* TASK BRIEF:
In the listing below, find every line with the string "Option" and pull it out.

_ _ _ _

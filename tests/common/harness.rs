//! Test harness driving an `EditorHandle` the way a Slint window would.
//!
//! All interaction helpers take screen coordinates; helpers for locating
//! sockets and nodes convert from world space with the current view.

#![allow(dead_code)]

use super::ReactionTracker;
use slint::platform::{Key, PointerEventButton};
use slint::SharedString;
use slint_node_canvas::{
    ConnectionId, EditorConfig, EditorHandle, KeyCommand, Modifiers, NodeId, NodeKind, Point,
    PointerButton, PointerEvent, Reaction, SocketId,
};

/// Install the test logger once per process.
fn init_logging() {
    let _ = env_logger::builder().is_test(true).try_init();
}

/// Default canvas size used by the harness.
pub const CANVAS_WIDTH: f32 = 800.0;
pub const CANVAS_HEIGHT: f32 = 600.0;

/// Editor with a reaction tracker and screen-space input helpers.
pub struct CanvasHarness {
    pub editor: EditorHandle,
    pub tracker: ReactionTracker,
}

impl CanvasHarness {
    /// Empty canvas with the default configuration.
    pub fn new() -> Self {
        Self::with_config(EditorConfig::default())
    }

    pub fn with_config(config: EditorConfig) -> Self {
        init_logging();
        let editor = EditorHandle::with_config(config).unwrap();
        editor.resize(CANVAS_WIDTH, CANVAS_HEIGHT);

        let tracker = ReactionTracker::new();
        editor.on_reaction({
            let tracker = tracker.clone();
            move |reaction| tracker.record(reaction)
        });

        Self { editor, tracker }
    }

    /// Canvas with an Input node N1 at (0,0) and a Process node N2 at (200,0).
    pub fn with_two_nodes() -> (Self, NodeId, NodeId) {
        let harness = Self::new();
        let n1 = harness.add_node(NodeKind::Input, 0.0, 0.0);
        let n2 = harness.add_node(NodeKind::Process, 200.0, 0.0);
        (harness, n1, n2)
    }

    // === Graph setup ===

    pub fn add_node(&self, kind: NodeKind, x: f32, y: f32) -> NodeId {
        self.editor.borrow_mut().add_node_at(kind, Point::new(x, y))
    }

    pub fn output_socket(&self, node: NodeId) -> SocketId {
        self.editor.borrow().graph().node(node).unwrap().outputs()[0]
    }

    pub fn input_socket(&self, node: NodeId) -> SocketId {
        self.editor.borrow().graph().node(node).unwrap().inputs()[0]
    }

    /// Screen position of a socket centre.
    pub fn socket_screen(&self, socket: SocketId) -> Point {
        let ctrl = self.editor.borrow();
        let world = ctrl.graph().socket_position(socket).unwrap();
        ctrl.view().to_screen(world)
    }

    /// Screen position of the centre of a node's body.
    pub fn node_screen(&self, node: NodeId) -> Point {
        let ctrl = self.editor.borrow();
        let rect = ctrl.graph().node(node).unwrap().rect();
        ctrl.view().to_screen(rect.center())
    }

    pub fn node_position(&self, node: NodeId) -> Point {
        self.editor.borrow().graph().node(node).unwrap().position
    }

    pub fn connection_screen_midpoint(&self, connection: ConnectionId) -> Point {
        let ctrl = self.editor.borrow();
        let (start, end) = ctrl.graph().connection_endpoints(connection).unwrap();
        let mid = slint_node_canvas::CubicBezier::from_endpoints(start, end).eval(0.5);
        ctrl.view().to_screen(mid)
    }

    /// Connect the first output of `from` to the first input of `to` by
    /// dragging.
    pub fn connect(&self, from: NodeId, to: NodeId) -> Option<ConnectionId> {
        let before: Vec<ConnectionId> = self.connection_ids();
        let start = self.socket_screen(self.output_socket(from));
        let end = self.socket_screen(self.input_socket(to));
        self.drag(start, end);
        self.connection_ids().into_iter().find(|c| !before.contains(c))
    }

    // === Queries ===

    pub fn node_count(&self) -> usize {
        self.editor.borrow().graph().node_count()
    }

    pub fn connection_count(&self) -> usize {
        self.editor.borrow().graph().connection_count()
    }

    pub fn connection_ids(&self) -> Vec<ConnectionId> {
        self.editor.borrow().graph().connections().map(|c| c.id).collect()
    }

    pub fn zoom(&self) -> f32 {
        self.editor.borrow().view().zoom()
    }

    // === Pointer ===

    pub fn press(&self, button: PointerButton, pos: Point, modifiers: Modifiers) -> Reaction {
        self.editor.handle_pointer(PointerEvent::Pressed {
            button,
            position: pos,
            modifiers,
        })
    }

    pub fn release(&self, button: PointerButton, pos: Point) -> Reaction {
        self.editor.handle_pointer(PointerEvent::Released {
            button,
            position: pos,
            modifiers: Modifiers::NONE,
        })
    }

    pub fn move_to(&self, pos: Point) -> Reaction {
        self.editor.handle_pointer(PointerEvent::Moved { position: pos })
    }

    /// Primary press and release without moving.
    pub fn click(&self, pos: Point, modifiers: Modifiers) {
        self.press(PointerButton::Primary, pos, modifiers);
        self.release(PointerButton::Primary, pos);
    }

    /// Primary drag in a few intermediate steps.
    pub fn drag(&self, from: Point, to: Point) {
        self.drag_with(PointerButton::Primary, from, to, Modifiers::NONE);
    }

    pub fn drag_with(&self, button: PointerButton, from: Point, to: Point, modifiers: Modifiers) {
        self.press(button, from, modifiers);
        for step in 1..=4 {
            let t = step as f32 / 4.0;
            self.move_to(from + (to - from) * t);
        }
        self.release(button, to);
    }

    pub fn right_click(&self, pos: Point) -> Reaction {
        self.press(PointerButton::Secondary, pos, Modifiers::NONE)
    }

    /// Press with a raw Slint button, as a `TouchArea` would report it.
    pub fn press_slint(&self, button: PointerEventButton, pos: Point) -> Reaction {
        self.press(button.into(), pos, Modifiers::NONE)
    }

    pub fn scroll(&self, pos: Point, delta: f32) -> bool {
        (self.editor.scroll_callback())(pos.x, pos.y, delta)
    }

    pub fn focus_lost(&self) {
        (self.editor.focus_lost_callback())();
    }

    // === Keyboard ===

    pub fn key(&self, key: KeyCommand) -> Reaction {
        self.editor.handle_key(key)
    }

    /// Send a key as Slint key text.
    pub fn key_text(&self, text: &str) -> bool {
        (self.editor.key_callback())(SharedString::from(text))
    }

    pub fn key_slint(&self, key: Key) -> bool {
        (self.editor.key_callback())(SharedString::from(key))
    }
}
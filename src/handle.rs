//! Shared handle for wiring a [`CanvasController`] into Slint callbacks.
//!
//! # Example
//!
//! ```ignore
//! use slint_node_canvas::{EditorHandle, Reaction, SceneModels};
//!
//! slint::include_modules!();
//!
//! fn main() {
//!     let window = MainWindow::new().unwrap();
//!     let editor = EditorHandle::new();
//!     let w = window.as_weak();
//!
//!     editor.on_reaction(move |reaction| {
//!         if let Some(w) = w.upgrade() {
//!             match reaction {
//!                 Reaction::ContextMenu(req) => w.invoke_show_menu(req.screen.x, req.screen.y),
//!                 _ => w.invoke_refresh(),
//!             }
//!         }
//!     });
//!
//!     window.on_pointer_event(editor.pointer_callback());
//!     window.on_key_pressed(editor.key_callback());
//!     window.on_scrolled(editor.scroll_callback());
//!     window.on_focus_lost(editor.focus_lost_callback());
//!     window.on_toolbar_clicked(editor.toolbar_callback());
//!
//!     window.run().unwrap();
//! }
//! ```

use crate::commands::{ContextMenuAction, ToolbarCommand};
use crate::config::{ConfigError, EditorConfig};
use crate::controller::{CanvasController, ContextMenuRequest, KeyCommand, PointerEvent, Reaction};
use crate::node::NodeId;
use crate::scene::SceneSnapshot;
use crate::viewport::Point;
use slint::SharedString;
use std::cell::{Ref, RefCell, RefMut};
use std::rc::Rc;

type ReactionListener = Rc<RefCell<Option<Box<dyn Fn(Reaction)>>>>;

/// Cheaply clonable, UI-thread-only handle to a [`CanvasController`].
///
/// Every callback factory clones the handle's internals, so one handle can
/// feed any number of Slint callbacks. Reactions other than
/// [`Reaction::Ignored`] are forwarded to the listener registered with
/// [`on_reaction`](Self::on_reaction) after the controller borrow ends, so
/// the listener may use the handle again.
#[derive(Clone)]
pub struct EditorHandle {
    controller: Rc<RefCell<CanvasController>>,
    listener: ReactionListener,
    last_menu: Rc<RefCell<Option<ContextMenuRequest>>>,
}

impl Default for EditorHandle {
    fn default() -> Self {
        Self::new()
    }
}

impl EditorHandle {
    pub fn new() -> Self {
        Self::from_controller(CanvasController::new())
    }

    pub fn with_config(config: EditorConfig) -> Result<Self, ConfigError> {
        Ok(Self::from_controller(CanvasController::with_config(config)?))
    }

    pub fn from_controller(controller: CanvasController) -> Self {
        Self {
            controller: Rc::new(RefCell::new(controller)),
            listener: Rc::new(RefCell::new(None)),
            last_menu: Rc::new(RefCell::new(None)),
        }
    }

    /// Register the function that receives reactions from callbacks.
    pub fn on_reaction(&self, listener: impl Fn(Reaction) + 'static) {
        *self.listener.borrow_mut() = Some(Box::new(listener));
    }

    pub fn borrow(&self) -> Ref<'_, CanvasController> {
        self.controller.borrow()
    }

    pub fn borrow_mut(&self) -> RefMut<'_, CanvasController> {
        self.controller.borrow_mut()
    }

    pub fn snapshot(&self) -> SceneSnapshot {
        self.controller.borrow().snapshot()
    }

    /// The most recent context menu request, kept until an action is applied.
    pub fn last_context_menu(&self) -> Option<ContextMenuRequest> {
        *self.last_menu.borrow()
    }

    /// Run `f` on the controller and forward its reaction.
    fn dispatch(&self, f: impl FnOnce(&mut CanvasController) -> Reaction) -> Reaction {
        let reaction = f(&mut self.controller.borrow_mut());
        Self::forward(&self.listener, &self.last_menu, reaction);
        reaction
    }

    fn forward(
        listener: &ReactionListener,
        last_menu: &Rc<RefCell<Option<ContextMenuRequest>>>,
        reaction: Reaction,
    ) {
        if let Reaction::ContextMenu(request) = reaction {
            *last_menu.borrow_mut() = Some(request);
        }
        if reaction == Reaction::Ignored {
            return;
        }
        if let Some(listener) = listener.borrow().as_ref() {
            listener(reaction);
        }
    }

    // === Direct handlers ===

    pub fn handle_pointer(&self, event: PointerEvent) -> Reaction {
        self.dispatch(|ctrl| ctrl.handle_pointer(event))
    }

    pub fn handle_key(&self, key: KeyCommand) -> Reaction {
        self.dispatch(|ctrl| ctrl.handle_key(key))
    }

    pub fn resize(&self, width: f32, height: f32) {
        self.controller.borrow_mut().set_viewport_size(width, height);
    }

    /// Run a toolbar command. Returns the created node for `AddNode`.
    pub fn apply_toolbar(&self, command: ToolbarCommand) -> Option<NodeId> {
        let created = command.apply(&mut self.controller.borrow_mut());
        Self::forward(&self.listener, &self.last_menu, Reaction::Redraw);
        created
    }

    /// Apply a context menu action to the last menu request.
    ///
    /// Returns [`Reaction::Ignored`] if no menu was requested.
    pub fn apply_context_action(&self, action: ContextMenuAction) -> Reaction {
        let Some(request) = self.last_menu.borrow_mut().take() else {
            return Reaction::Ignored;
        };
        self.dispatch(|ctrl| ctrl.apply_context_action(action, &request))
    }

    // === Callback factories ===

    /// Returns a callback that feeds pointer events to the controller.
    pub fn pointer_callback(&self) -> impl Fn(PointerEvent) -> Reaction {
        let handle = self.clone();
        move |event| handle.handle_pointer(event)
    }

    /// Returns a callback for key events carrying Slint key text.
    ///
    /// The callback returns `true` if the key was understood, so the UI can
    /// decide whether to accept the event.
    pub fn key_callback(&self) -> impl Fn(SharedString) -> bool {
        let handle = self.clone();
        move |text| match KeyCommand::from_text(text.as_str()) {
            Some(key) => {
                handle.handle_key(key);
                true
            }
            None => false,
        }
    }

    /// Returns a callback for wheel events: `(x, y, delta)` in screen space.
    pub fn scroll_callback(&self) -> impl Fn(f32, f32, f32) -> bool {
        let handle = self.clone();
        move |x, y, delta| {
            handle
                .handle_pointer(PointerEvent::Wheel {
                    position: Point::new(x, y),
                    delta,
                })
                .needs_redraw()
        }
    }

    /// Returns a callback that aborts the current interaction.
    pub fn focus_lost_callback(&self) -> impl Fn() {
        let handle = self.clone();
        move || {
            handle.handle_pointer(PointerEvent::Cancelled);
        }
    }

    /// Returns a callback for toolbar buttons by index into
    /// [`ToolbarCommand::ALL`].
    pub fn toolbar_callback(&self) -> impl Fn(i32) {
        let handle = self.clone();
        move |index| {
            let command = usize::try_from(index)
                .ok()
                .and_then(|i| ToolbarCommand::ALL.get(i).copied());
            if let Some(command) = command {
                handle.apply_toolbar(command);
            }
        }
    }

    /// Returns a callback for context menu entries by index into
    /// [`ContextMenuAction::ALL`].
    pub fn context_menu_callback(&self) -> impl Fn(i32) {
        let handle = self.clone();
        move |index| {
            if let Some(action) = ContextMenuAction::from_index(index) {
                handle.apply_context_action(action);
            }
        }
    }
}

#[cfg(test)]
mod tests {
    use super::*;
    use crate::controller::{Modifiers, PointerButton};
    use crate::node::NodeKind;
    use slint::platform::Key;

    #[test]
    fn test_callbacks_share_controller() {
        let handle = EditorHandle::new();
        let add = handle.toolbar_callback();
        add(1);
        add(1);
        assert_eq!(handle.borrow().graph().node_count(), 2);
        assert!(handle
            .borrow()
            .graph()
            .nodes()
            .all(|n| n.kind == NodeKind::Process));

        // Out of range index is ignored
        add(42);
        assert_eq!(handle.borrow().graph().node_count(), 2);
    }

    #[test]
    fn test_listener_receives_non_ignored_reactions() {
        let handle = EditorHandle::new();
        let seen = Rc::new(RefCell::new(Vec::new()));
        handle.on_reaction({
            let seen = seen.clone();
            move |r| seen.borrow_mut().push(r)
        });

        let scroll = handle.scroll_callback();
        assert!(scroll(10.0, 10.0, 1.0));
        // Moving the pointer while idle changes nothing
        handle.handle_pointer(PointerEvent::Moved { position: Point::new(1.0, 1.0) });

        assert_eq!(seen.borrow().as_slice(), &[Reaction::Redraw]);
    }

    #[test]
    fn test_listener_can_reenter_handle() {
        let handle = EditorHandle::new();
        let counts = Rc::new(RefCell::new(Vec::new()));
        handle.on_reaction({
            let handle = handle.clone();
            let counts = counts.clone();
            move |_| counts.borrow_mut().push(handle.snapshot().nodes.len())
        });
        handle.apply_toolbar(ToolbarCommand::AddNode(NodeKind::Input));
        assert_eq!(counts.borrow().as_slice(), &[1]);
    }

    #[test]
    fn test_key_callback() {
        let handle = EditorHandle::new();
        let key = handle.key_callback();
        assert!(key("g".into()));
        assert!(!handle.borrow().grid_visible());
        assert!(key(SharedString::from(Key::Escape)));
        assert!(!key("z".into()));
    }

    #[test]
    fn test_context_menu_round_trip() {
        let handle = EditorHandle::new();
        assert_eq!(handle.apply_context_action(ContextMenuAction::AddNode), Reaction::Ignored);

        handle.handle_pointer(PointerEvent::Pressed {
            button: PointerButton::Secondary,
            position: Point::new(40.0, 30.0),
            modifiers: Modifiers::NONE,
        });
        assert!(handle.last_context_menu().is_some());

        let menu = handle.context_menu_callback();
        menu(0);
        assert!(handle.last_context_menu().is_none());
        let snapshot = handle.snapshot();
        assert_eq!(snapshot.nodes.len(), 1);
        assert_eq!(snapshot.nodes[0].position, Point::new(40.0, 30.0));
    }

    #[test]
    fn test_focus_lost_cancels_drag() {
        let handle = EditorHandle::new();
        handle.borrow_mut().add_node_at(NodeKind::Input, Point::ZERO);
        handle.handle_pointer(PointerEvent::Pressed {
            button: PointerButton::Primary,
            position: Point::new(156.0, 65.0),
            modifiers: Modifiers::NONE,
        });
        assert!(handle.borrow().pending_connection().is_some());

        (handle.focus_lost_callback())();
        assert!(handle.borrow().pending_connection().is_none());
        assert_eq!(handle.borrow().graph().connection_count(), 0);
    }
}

_ _ _ _

* SOLUTION FOR THIS PROBLEM:
    pub fn connect(&self, from: NodeId, to: NodeId) -> Option<ConnectionId> {
type ReactionListener = Rc<RefCell<Option<Box<dyn Fn(Reaction)>>>>;
    last_menu: Rc<RefCell<Option<ContextMenuRequest>>>,
    pub fn last_context_menu(&self) -> Option<ContextMenuRequest> {
        last_menu: &Rc<RefCell<Option<ContextMenuRequest>>>,
    pub fn apply_toolbar(&self, command: ToolbarCommand) -> Option<NodeId> {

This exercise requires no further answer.